Бальмонт любил позу. Да это и понятно. Постоянно окруженный поклонением, он считал нужным держаться так, как, по его мнению, должен держаться великий поэт. Он откидывал голову, хмурил брови. Но его выдавал смех, добродушный, детский и какой-то беззащитный. Этот детский смех объяснял многие нелепые его поступки. Он, как ребенок, отдавался настроению момента, мог забыть данное обещание, поступить необдуманно, отречься от истинного. Так, например, во время Первой мировой войны, когда в Москву и Петербург нахлынуло много польских беженцев, он на каком-то собрании в своей речи выразил негодование, почему все не заговорили по-польски.
Когда он уже после войны ездил в Варшаву, его встретила на вокзале группа русских студентов и, конечно, приветствовала его по-русски. Он выразил неприятное удивление:
«Мы, однако, в Польше. Почему же вы не говорите со мной по-польски?» Студенты были очень расстроены: «Мы русские, приветствуем русского писателя, вполне естественно, что мы говорим по-русски». Когда поэта узнавали ближе, ему прощали все.
Писательница Тэффи вспоминала о том, что в эмиграции Бальмонты поселились в маленькой меблированной квартире. «Окно в столовой было всегда завешено толстой бурой портьерой, потому что поэт разбил стекло. Вставить новое стекло не имело никакого смысла – оно легко могло снова разбиться. Поэтому в комнате было всегда темно и холодно. „Ужасная квартира, – говорили они. – Нет стекла, и дует“».

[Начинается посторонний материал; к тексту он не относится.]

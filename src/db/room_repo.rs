// src/db/room_repo.rs

use sqlx::{Executor, Postgres};
use uuid::Uuid;

use crate::{
    common::error::AppError,
    models::chat::{ChatRoom, Participant, ParticipantRole, RoomSummary, RoomType},
};

// Repositório de salas e participantes. Os métodos aceitam um executor
// (pool, conexão RLS ou transação), porque a criação de sala precisa
// ser atômica: sala + participantes entram na mesma transação.
#[derive(Clone)]
pub struct RoomRepository;

impl RoomRepository {
    pub fn new() -> Self {
        Self
    }

    pub async fn create_room<'e, E>(
        &self,
        executor: E,
        name: &str,
        description: Option<&str>,
        room_type: RoomType,
        hospital_id: Uuid,
        department_id: Option<Uuid>,
        created_by: Uuid,
    ) -> Result<ChatRoom, AppError>
    where
        E: Executor<'e, Database = Postgres>,
    {
        sqlx::query_as::<_, ChatRoom>(
            r#"
            INSERT INTO chat_rooms (name, description, room_type, hospital_id, department_id, created_by)
            VALUES ($1, $2, $3, $4, $5, $6)
            RETURNING *
            "#,
        )
        .bind(name)
        .bind(description)
        .bind(room_type)
        .bind(hospital_id)
        .bind(department_id)
        .bind(created_by)
        .fetch_one(executor)
        .await
        .map_err(AppError::DatabaseError)
    }

    // Insere (ou reativa) a participação de um funcionário na sala.
    // A remoção é sempre lógica, então o re-ingresso é um UPDATE.
    pub async fn add_participant<'e, E>(
        &self,
        executor: E,
        room_id: Uuid,
        employee_id: Uuid,
        role: ParticipantRole,
    ) -> Result<Participant, AppError>
    where
        E: Executor<'e, Database = Postgres>,
    {
        sqlx::query_as::<_, Participant>(
            r#"
            INSERT INTO chat_participants (room_id, employee_id, role)
            VALUES ($1, $2, $3)
            ON CONFLICT (room_id, employee_id)
            DO UPDATE SET is_active = TRUE, role = EXCLUDED.role
            RETURNING *
            "#,
        )
        .bind(room_id)
        .bind(employee_id)
        .bind(role)
        .fetch_one(executor)
        .await
        .map_err(AppError::DatabaseError)
    }

    pub async fn find_room<'e, E>(
        &self,
        executor: E,
        room_id: Uuid,
    ) -> Result<Option<ChatRoom>, AppError>
    where
        E: Executor<'e, Database = Postgres>,
    {
        sqlx::query_as::<_, ChatRoom>("SELECT * FROM chat_rooms WHERE id = $1 AND is_active")
            .bind(room_id)
            .fetch_optional(executor)
            .await
            .map_err(AppError::DatabaseError)
    }

    pub async fn find_participant<'e, E>(
        &self,
        executor: E,
        room_id: Uuid,
        employee_id: Uuid,
    ) -> Result<Option<Participant>, AppError>
    where
        E: Executor<'e, Database = Postgres>,
    {
        sqlx::query_as::<_, Participant>(
            "SELECT * FROM chat_participants WHERE room_id = $1 AND employee_id = $2 AND is_active",
        )
        .bind(room_id)
        .bind(employee_id)
        .fetch_optional(executor)
        .await
        .map_err(AppError::DatabaseError)
    }

    // Salas do funcionário com a contagem de não lidas:
    // count(mensagens com created_at > last_read_at)
    pub async fn list_rooms_for_employee<'e, E>(
        &self,
        executor: E,
        employee_id: Uuid,
    ) -> Result<Vec<RoomSummary>, AppError>
    where
        E: Executor<'e, Database = Postgres>,
    {
        sqlx::query_as::<_, RoomSummary>(
            r#"
            SELECT r.id, r.name, r.description, r.room_type, r.hospital_id,
                   r.is_active, r.created_at,
                   (SELECT COUNT(*)
                      FROM chat_messages m
                     WHERE m.room_id = r.id
                       AND (p.last_read_at IS NULL OR m.created_at > p.last_read_at)
                   ) AS unread_count
              FROM chat_rooms r
              JOIN chat_participants p ON p.room_id = r.id
             WHERE p.employee_id = $1 AND p.is_active AND r.is_active
             ORDER BY r.created_at DESC
            "#,
        )
        .bind(employee_id)
        .fetch_all(executor)
        .await
        .map_err(AppError::DatabaseError)
    }

    pub async fn rename_room<'e, E>(
        &self,
        executor: E,
        room_id: Uuid,
        name: &str,
        description: Option<&str>,
    ) -> Result<Option<ChatRoom>, AppError>
    where
        E: Executor<'e, Database = Postgres>,
    {
        sqlx::query_as::<_, ChatRoom>(
            r#"
            UPDATE chat_rooms
               SET name = $2, description = COALESCE($3, description), updated_at = now()
             WHERE id = $1 AND is_active
            RETURNING *
            "#,
        )
        .bind(room_id)
        .bind(name)
        .bind(description)
        .fetch_optional(executor)
        .await
        .map_err(AppError::DatabaseError)
    }

    pub async fn deactivate_room<'e, E>(
        &self,
        executor: E,
        room_id: Uuid,
    ) -> Result<bool, AppError>
    where
        E: Executor<'e, Database = Postgres>,
    {
        let result =
            sqlx::query("UPDATE chat_rooms SET is_active = FALSE, updated_at = now() WHERE id = $1")
                .bind(room_id)
                .execute(executor)
                .await?;
        Ok(result.rows_affected() > 0)
    }

    // Remoção lógica: preserva o histórico para atribuição de mensagens
    pub async fn deactivate_participant<'e, E>(
        &self,
        executor: E,
        room_id: Uuid,
        employee_id: Uuid,
    ) -> Result<bool, AppError>
    where
        E: Executor<'e, Database = Postgres>,
    {
        let result = sqlx::query(
            "UPDATE chat_participants SET is_active = FALSE WHERE room_id = $1 AND employee_id = $2",
        )
        .bind(room_id)
        .bind(employee_id)
        .execute(executor)
        .await?;
        Ok(result.rows_affected() > 0)
    }

    pub async fn set_participant_role<'e, E>(
        &self,
        executor: E,
        room_id: Uuid,
        employee_id: Uuid,
        role: ParticipantRole,
    ) -> Result<bool, AppError>
    where
        E: Executor<'e, Database = Postgres>,
    {
        let result = sqlx::query(
            "UPDATE chat_participants SET role = $3 WHERE room_id = $1 AND employee_id = $2 AND is_active",
        )
        .bind(room_id)
        .bind(employee_id)
        .bind(role)
        .execute(executor)
        .await?;
        Ok(result.rows_affected() > 0)
    }

    // Read-state tracker: move o ponteiro de leitura do par (sala, funcionário)
    pub async fn mark_read<'e, E>(
        &self,
        executor: E,
        room_id: Uuid,
        employee_id: Uuid,
    ) -> Result<bool, AppError>
    where
        E: Executor<'e, Database = Postgres>,
    {
        let result = sqlx::query(
            "UPDATE chat_participants SET last_read_at = now() WHERE room_id = $1 AND employee_id = $2 AND is_active",
        )
        .bind(room_id)
        .bind(employee_id)
        .execute(executor)
        .await?;
        Ok(result.rows_affected() > 0)
    }
}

В «ужасной квартире» с Бальмонтами жила их молоденькая дочка Мирра, существо очень оригинальное, часто удивлявшее своими странностями. Как-то в детстве разделась она, голая и залезла под стол, и никакими уговорами нельзя было ее оттуда вытащить. Родители решили, что это, вероятно, какая-то болезнь, и позвали доктора. Доктор, внимательно посмотрев на Елену, спросил: «Вы, очевидно, ее мать?» «ДА…» Еще внимательнее посмотрел на Бальмонта: «А вы отец»? – «Ммм-да…» Доктор развел руками: «Ну так чего же вы от нее хотите?»
Вместе с Бальмонтами жила и Нюшенька, нежная, милая женщина с огромными восхищенно-удивленными серыми глазами. В дни молодости она влюбилась в Бальмонта и так до самой смерти и оставалась при нем, удивленная и восхищенная. Когда-то очень богатая, она была совсем нищей во время эмиграции и, чахоточная, больная, все что-то вышивала и раскрашивала, чтобы на вырученные гроши делать Бальмонтам подарки.
Тэффи считала, что Бальмонт был поэтом всегда. О самых простых житейских мелочах говорил с поэтическим пафосом и поэтическими образами. Издателя, не заплатившего обещанного гонорара, он называл «убийцей лебедей». Деньги называл «звенящие возможности», жене Елене объяснял: «Я слишком Бальмонт, чтобы мне отказывать в вине».
Близкие тоже говорили с ним и о нем по-особому. Жена Елена никогда не называла его мужем. Она говорила «поэт». Простая фраза «Муж просит пить» на их языке произносилась как «Поэт желает утоляться влагой».